TJ-SP decide que responsabilidade criminal por ilícito fiscal exige comprovação de dolo específico. Entenda o impacto para empresas e administradores em processos tributários.

Por Murilo Leles Magalhães, OAB/SP 370.636 – Leles Magalhães Advogados

A 11ª Câmara de Direito Criminal do Tribunal de Justiça de São Paulo (TJ-SP) reafirmou princípio fundamental do Direito Penal: a responsabilidade criminal por ilícito fiscal depende da comprovação robusta de dolo de fraudar o Fisco. Decorrida a sentença absolutória pela insuficiência de provas quanto à intenção criminosa, o recurso do Ministério Público foi rejeitado. A decisão (Apelação 1.520.128-79.2021.8.26.0050) expõe a diferença crucial entre a responsabilidade tributária administrativa – de natureza objetiva – e a responsabilidade criminal – que exige demonstração de elementos subjetivos. Para empresários e consultores, a lição é clara: mera supressão de tributos, sem intenção comprovada de enganar a administração, não tipifica crime tributário.

Qual é a natureza jurídica da responsabilidade tributária e da responsabilidade criminal fiscal?

A ordem jurídica brasileira estabelece dois regimes de responsabilidade distintos. A responsabilidade tributária administrativa é objetiva: basta a ocorrência de uma conduta (lançamento de crédito tributário) sem necessidade de investigação da intenção do agente. O artigo 137 do Código Tributário Nacional (CTN) consagra esse princípio ao prever que infrações de natureza objetiva prescindem de comprovação de intencionalidade. Em contrapartida, a responsabilidade criminal fiscal – regulada pela Lei 8.137/1990 – é profundamente subjetiva. A lei penal reclama prova induvidosa de dolo: a intenção deliberada de fraudar, enganar ou prejudicar a administração. Essa bifurcação reflete axioma do Direito Penal moderno, segundo o qual ninguém pode ser condenado por crime sem a demonstração de vontade criminosa. O acórdão do TJ-SP, ao rejeitar o recurso ministerial, consolidou esse entendimento: não há responsabilidade penal sem dolo comprovado nos autos.

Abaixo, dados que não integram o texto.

#[cfg(feature = "postgres")]
use std::time::Duration;

#[cfg(feature = "postgres")]
use sea_orm::{ConnectOptions, Database, DbConn, DbErr};

/// Configuration for the PostgreSQL connection pool.
#[derive(Debug, Clone)]
pub struct DatabaseConfig {
    pub url: String,
    pub max_connections: u32,
    pub min_connections: u32,
}

impl DatabaseConfig {
    pub fn new(url: impl Into<String>) -> Self {
        Self {
            url: url.into(),
            max_connections: 100,
            min_connections: 10,
        }
    }
}

/// Open the connection pool.
///
/// The schema (unique email, cascading post foreign key) is owned by the
/// `migration` crate and must be applied beforehand.
#[cfg(feature = "postgres")]
pub async fn connect(config: &DatabaseConfig) -> Result<DbConn, DbErr> {
    tracing::info!("Initializing database connection...");

    let opts = ConnectOptions::new(&config.url)
        .max_connections(config.max_connections)
        .min_connections(config.min_connections)
        .connect_timeout(Duration::from_secs(10))
        .idle_timeout(Duration::from_secs(300))
        .sqlx_logging(true)
        .to_owned();

    let conn = Database::connect(opts).await?;
    conn.ping().await?;

    tracing::info!(
        "Database connected (pool: {}..{})",
        config.min_connections,
        config.max_connections
    );

    Ok(conn)
}
//! Application state - shared across all handlers.

use std::sync::Arc;

use quill_core::ports::{PostRepository, UserRepository};
use quill_core::{PostService, UserService};
use quill_infra::{DatabaseConfig, InMemoryStore};

/// Shared application state.
#[derive(Clone)]
pub struct AppState {
    pub users: Arc<UserService>,
    pub posts: Arc<PostService>,
    /// Name of the entity store in use, reported by the health check.
    pub backend: &'static str,
}

impl AppState {
    /// Build the application state, falling back to the in-memory store when
    /// no database is configured or it cannot be reached.
    pub async fn new(db_config: Option<&DatabaseConfig>) -> Self {
        #[cfg(feature = "postgres")]
        if let Some(config) = db_config {
            match quill_infra::database::connect(config).await {
                Ok(conn) => {
                    let users: Arc<dyn UserRepository> =
                        Arc::new(quill_infra::PostgresUserRepository::new(conn.clone()));
                    let posts: Arc<dyn PostRepository> =
                        Arc::new(quill_infra::PostgresPostRepository::new(conn));
                    tracing::info!("Application state initialized (postgres)");
                    return Self::with_repositories(users, posts, "postgres");
                }
                Err(e) => {
                    tracing::error!(
                        "Failed to connect to database: {}. Using in-memory fallback.",
                        e
                    );
                }
            }
        } else {
            tracing::warn!("DATABASE_URL not set. Running without database (in-memory mode).");
        }

        #[cfg(not(feature = "postgres"))]
        if db_config.is_some() {
            tracing::warn!("Built without postgres feature - DATABASE_URL ignored");
        }

        tracing::info!("Application state initialized (in-memory)");
        Self::in_memory()
    }

    /// State over a fresh in-memory store.
    pub fn in_memory() -> Self {
        let store = InMemoryStore::new();
        let users: Arc<dyn UserRepository> = Arc::new(store.user_repository());
        let posts: Arc<dyn PostRepository> = Arc::new(store.post_repository());
        Self::with_repositories(users, posts, "in-memory")
    }

    fn with_repositories(
        users: Arc<dyn UserRepository>,
        posts: Arc<dyn PostRepository>,
        backend: &'static str,
    ) -> Self {
        Self {
            users: Arc::new(UserService::new(Arc::clone(&users))),
            posts: Arc::new(PostService::new(posts, users)),
            backend,
        }
    }
}
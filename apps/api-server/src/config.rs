//! Application configuration loaded from environment variables.

use std::env;

use quill_infra::DatabaseConfig;

/// Application configuration.
#[derive(Debug, Clone)]
pub struct AppConfig {
    pub host: String,
    pub port: u16,
    /// `None` runs the server on the in-memory store.
    pub database: Option<DatabaseConfig>,
}

impl AppConfig {
    /// Load configuration from environment variables.
    pub fn from_env() -> Self {
        let database = env::var("DATABASE_URL")
            .ok()
            .filter(|url| !url.trim().is_empty())
            .map(|url| DatabaseConfig {
                max_connections: parse_var("DB_MAX_CONNECTIONS").unwrap_or(100),
                min_connections: parse_var("DB_MIN_CONNECTIONS").unwrap_or(10),
                ..DatabaseConfig::new(url)
            });

        Self {
            host: env::var("HOST").unwrap_or_else(|_| "127.0.0.1".to_string()),
            port: parse_var("PORT").unwrap_or(8080),
            database,
        }
    }
}

fn parse_var<T: std::str::FromStr>(key: &str) -> Option<T> {
    env::var(key).ok().and_then(|s| s.parse().ok())
}
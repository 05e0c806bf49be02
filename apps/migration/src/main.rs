//! Migration CLI tool. Reads `DATABASE_URL` from the environment or `.env`.

use sea_orm_migration::prelude::*;

#[tokio::main]
async fn main() {
    dotenvy::dotenv().ok();

    tracing_subscriber::fmt().with_env_filter("info").init();

    tracing::info!("Running Quill schema migrations");
    cli::run_cli(migration::Migrator).await;
}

Por que mera supressão de tributos não configura crime sem prova de intenção?

A distinção entre omissão tributária simples e fraude fiscal repousa inteiramente na mens rea – a intenção criminosa. Um empresário pode cometer erro contábil, negligência ou até imprudência ao calcular suas obrigações e deixar de recolher tributos. Essas condutas, embora violem normas tributárias (e gerem responsabilidade administrativa), não traduzem crime. Crime tributário, conforme estabelecido pela jurisprudência consolidada e pela Lei 8.137/1990, pressupõe ação ou omissão consciente e voluntária, dirigida ao fim específico de defraudar o Fisco. No caso apreciado pelo TJ-SP, a Promotoria de Justiça tentava “transplantar” as presunções do procedimento tributário administrativo para a seara penal – estratégia que o acórdão rechaçou com clareza. O tribunal reconheceu que cultura acusatória não deve confundir esferas distintas. Sonegar tributos exige, para tipificação criminal, prova irrefutável de dolo, ou seja, de intenção deliberada de enganar a administração pública.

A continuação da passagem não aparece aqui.